(Collected data)

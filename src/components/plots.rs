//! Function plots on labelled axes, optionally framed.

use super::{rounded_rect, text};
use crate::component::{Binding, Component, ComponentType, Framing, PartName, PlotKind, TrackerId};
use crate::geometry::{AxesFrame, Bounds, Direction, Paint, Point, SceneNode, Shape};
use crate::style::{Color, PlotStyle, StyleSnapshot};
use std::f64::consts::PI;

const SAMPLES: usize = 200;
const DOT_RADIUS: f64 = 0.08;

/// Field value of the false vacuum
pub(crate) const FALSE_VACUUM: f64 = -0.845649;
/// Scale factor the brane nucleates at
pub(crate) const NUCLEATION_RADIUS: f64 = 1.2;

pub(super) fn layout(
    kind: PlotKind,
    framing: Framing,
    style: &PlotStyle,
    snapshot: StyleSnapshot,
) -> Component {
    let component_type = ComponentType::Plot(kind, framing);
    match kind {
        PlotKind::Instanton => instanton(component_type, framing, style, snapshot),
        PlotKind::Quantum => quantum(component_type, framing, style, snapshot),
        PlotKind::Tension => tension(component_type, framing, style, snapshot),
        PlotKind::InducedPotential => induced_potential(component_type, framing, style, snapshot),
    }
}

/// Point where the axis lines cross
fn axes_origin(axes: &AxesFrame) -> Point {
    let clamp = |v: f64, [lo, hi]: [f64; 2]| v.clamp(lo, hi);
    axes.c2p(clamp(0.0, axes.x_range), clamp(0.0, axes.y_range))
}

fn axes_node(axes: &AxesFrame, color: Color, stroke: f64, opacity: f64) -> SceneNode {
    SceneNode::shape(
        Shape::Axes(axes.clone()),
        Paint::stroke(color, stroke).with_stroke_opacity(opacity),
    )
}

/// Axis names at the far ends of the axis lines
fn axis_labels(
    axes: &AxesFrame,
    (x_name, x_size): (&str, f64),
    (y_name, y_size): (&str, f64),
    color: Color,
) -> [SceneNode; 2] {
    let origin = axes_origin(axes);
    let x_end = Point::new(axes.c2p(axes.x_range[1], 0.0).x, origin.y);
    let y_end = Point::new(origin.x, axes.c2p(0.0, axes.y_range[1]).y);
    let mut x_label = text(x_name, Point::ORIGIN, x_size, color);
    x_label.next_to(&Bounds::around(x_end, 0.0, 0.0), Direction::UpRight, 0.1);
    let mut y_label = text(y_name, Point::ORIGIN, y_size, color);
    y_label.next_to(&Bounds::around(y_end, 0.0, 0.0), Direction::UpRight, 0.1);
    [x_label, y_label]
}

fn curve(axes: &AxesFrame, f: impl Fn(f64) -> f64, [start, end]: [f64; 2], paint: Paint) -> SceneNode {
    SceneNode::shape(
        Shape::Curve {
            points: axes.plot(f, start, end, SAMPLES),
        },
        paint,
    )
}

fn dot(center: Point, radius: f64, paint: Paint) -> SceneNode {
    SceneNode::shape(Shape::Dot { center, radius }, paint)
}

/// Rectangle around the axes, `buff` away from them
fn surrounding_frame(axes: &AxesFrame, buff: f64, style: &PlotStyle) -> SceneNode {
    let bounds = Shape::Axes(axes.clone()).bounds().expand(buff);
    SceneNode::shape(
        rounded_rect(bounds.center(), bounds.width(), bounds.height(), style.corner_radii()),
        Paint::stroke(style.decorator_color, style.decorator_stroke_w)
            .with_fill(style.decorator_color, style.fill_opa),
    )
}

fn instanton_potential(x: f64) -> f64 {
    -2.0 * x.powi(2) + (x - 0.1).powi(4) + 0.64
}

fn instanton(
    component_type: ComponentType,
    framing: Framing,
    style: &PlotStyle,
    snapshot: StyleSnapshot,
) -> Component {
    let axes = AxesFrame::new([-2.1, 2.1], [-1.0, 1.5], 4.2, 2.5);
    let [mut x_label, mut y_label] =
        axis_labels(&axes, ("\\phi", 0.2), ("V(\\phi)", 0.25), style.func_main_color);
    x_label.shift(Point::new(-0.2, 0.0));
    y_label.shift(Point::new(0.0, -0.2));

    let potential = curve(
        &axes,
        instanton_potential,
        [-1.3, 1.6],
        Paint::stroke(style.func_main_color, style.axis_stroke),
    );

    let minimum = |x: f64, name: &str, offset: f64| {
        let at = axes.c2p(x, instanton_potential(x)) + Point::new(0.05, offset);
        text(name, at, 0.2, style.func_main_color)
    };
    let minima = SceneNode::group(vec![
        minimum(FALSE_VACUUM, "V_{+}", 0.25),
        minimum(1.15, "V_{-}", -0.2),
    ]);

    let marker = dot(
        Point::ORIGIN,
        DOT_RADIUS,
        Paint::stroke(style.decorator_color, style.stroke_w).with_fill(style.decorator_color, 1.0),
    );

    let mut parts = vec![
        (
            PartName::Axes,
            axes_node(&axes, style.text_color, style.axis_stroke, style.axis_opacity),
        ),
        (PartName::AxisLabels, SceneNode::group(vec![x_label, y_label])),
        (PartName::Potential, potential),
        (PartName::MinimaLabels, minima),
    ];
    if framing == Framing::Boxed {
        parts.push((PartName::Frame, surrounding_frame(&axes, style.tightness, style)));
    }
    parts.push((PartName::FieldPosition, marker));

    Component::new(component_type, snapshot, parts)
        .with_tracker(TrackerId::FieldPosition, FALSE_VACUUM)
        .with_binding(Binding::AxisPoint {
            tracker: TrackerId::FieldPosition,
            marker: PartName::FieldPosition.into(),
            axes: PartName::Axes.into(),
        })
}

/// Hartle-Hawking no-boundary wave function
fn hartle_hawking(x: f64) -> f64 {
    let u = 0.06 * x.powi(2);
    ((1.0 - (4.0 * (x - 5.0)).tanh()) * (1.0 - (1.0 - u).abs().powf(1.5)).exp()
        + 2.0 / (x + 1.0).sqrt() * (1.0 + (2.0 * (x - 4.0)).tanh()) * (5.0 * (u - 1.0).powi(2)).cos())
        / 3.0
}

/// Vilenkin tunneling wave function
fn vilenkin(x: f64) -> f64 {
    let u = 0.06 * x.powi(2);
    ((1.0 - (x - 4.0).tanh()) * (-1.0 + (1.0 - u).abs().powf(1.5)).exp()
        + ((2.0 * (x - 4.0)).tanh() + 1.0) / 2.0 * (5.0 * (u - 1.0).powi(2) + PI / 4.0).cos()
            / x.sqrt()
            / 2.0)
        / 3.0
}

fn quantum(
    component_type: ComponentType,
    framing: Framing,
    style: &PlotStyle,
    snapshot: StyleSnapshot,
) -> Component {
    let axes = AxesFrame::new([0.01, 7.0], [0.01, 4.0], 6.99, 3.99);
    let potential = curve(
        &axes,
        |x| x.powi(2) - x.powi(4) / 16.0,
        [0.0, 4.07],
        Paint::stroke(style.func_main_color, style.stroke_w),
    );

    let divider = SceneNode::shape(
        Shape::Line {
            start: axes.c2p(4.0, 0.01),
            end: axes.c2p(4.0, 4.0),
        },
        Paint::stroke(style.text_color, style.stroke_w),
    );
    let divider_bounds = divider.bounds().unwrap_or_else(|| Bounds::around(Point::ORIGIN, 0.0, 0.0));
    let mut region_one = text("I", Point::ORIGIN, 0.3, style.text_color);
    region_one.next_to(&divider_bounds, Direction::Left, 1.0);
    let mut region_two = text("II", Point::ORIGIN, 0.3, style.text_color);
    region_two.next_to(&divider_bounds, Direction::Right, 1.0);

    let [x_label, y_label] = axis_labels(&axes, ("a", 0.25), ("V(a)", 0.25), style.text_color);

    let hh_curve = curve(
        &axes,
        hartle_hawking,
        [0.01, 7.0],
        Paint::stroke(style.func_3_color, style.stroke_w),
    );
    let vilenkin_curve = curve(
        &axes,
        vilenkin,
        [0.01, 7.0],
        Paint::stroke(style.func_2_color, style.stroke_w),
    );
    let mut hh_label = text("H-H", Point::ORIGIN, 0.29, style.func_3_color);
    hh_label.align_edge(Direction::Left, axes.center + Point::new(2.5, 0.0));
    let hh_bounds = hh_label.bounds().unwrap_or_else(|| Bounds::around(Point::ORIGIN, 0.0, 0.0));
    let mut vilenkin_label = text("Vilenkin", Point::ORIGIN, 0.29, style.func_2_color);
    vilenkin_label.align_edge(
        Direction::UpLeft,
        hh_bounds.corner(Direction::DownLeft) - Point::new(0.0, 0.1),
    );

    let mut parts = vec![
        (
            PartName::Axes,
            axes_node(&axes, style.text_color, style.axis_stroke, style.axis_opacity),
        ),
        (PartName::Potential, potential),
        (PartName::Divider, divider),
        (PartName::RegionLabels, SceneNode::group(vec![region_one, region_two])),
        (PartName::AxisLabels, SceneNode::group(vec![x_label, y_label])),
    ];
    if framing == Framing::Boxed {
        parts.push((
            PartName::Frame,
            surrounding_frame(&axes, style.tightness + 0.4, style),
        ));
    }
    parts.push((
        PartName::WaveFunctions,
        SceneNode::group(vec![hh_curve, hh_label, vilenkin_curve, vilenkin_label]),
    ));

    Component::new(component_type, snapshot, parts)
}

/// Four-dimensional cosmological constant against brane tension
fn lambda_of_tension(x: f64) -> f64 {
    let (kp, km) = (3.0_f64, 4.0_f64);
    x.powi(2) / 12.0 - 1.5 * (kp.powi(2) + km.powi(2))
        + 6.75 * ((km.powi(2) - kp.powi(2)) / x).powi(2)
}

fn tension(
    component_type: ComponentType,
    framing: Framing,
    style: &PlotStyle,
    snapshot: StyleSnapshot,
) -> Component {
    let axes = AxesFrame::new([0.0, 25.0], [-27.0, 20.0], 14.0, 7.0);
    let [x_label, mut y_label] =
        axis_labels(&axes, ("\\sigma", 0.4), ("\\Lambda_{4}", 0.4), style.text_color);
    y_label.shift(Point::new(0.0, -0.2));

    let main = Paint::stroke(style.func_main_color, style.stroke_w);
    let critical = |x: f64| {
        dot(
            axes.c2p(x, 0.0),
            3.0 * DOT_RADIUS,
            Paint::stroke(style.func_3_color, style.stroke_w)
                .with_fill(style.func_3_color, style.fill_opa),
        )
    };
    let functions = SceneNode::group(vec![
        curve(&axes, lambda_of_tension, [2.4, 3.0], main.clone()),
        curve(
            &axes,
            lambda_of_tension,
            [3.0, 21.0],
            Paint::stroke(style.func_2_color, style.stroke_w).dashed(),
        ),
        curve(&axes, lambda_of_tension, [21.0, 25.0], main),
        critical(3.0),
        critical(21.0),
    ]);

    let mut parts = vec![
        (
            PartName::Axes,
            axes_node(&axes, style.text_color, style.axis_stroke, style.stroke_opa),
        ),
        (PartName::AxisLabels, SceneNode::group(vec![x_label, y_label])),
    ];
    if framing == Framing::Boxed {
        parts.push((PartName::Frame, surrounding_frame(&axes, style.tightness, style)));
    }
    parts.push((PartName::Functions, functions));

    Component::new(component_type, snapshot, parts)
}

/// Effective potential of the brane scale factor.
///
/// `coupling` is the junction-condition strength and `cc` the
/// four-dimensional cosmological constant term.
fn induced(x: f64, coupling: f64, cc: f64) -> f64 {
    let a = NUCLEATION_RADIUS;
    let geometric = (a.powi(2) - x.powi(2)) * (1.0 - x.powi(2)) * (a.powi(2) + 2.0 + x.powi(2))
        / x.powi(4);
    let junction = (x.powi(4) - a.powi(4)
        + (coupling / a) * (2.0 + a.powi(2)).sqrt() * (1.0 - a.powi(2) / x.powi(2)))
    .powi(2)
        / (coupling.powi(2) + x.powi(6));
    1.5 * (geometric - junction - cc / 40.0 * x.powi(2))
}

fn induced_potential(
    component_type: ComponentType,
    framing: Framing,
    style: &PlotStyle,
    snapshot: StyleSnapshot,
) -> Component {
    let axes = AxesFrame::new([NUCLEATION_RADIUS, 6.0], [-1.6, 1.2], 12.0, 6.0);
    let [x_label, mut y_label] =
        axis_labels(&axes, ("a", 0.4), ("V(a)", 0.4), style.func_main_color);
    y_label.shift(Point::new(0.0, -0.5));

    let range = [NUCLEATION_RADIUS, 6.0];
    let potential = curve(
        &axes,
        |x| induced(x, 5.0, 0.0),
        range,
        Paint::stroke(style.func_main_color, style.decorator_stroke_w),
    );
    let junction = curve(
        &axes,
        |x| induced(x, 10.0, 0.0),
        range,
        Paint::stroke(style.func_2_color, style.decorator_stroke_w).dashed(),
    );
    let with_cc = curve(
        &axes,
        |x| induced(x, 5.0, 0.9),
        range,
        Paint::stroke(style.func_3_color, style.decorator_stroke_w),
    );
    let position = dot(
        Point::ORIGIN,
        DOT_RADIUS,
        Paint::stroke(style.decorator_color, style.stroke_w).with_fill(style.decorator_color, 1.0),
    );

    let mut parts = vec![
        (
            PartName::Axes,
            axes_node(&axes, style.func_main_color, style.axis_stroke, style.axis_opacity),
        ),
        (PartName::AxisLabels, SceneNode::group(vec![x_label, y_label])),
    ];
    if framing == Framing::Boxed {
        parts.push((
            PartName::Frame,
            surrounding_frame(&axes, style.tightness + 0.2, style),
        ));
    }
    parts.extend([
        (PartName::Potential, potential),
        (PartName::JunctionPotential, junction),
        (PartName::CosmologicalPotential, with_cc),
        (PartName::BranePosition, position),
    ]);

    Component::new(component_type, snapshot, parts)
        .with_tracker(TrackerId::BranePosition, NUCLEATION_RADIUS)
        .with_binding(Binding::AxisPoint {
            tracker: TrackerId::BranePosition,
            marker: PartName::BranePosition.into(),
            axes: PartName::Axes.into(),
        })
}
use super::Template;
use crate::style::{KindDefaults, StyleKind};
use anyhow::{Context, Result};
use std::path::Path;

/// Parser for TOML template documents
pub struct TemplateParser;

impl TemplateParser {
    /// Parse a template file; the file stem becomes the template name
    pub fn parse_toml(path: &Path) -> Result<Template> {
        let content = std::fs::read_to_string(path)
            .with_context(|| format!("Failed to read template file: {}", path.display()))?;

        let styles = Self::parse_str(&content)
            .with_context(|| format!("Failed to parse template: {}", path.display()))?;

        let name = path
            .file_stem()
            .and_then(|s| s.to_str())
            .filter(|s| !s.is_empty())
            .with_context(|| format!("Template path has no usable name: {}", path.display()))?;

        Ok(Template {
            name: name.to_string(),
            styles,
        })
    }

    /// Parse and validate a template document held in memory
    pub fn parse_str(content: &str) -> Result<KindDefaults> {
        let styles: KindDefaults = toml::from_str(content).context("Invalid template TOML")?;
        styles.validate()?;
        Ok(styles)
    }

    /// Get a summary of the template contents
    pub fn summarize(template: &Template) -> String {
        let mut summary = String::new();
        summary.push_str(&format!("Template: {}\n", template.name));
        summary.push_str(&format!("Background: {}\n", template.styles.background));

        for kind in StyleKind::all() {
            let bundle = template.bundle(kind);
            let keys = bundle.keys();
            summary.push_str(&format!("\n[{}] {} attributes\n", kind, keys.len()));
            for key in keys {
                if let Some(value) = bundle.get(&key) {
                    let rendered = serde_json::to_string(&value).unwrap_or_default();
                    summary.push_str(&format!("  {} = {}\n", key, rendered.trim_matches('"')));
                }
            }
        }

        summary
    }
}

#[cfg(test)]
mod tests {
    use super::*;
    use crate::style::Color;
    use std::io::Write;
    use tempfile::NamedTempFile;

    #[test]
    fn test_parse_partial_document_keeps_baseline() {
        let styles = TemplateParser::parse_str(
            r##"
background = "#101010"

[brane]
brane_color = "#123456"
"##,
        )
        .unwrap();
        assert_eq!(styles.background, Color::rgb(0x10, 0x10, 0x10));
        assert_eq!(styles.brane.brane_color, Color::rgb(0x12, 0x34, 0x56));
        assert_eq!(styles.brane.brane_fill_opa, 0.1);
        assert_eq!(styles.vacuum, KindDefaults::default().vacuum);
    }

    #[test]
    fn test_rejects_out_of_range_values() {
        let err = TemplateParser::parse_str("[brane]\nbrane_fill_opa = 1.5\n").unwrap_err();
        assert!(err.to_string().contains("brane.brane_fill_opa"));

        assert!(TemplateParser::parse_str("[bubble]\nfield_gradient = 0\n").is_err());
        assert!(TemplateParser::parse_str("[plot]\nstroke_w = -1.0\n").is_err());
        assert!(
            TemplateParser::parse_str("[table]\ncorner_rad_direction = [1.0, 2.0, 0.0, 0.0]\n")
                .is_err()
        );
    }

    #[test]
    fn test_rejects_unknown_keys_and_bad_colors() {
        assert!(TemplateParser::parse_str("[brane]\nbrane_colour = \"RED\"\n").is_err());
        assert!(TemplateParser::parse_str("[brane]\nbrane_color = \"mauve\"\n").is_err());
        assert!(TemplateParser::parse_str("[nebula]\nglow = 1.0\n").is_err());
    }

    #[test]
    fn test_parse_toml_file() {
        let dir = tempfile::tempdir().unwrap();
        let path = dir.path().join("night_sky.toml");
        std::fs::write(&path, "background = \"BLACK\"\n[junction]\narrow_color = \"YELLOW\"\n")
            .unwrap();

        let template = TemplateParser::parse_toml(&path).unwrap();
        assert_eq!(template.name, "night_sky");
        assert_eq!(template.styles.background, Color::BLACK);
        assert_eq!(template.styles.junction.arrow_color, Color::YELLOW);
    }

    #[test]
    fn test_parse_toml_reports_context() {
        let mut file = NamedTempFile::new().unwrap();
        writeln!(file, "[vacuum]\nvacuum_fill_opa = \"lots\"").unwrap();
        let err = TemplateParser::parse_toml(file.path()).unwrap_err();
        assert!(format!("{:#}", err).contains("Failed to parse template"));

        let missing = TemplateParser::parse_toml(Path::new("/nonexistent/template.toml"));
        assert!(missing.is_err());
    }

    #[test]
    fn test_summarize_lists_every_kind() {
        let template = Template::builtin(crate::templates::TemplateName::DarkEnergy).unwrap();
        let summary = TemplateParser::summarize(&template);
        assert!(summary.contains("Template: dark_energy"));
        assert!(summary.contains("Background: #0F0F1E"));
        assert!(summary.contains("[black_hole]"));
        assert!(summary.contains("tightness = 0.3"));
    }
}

**WORK INSTRUCTIONS**
Scan the records above for the string "geometric", and copy every line where it turns up.

**RESPONSE**
    let geometric = (a.powi(2) - x.powi(2)) * (1.0 - x.powi(2)) * (a.powi(2) + 2.0 + x.powi(2))
    1.5 * (geometric - junction - cc / 40.0 * x.powi(2))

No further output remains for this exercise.